---------- Data for this task

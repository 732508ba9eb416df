//! Synthetic dataset CLI command.

use anyhow::{anyhow, Context, Result};
use chrono::{DateTime, Utc};
use clap::Args;
use std::path::{Path, PathBuf};

use whale_stats_data::{CsvStorage, SyntheticData};

/// Arguments for the synthetic command.
#[derive(Args, Debug, Clone)]
pub struct SyntheticArgs {
    /// RNG seed; omit for a random dataset
    #[arg(long)]
    pub seed: Option<u64>,

    /// Number of days to generate
    #[arg(long, default_value = "90")]
    pub days: u32,

    /// Start timestamp (ISO 8601 format)
    #[arg(long, default_value = "2025-01-01T00:00:00Z")]
    pub start: String,

    /// Output directory for transfers.csv, prices.csv and flows.csv
    #[arg(short, long, default_value = "data")]
    pub out_dir: PathBuf,
}

/// Paths written by [`write_dataset`].
#[derive(Debug, Clone, PartialEq, Eq)]
pub struct DatasetFiles {
    pub transfers: PathBuf,
    pub prices: PathBuf,
    pub flows: PathBuf,
}

impl DatasetFiles {
    pub fn in_dir(dir: &Path) -> Self {
        Self {
            transfers: dir.join("transfers.csv"),
            prices: dir.join("prices.csv"),
            flows: dir.join("flows.csv"),
        }
    }
}

/// Writes a dataset as three CSV files under `dir`, creating it if needed.
pub fn write_dataset(data: &SyntheticData, dir: &Path) -> Result<DatasetFiles> {
    std::fs::create_dir_all(dir)
        .with_context(|| format!("Failed to create output directory: {}", dir.display()))?;

    let files = DatasetFiles::in_dir(dir);
    CsvStorage::write_transfers(&files.transfers, &data.transfers)?;
    CsvStorage::write_prices(&files.prices, &data.prices)?;
    CsvStorage::write_flows(&files.flows, &data.flows)?;
    Ok(files)
}

/// Runs the synthetic command.
pub fn run_synthetic(args: &SyntheticArgs) -> Result<()> {
    let start: DateTime<Utc> = args
        .start
        .parse()
        .map_err(|_| anyhow!("Invalid start time. Use ISO 8601 format"))?;

    if args.seed.is_none() {
        tracing::info!("No seed given; dataset will not be reproducible");
    }

    let data = SyntheticData::generate(args.seed, args.days, start);
    let files = write_dataset(&data, &args.out_dir)?;

    println!("Wrote {} transfers to {}", data.transfers.len(), files.transfers.display());
    println!("Wrote {} prices to {}", data.prices.len(), files.prices.display());
    println!("Wrote {} flows to {}", data.flows.len(), files.flows.display());
    Ok(())
}
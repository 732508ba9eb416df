//! Shared types, errors and configuration for the whale statistics workspace.

pub mod config;
pub mod config_loader;
pub mod error;
pub mod models;
pub mod tokens;

pub use config::{
    AnalysisConfig, AppConfig, OutputConfig, DEFAULT_ANOMALY_THRESHOLD, DEFAULT_EVENT_OFFSETS,
    DEFAULT_ROLLING_WINDOW,
};
pub use config_loader::ConfigLoader;
pub use error::{Result, StatsError};
pub use models::{
    ExchangeFlow, FlowDirection, PricePoint, RiskLevel, TimestampedAmount,
    TimestampedObservation, Transfer, WhaleEvent, WhaleTransfer,
};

--------------------

Exercise requirements -> For each line above that includes "generate", copy the line.

Worked solution ->
    /// Number of days to generate
    let data = SyntheticData::generate(args.seed, args.days, start);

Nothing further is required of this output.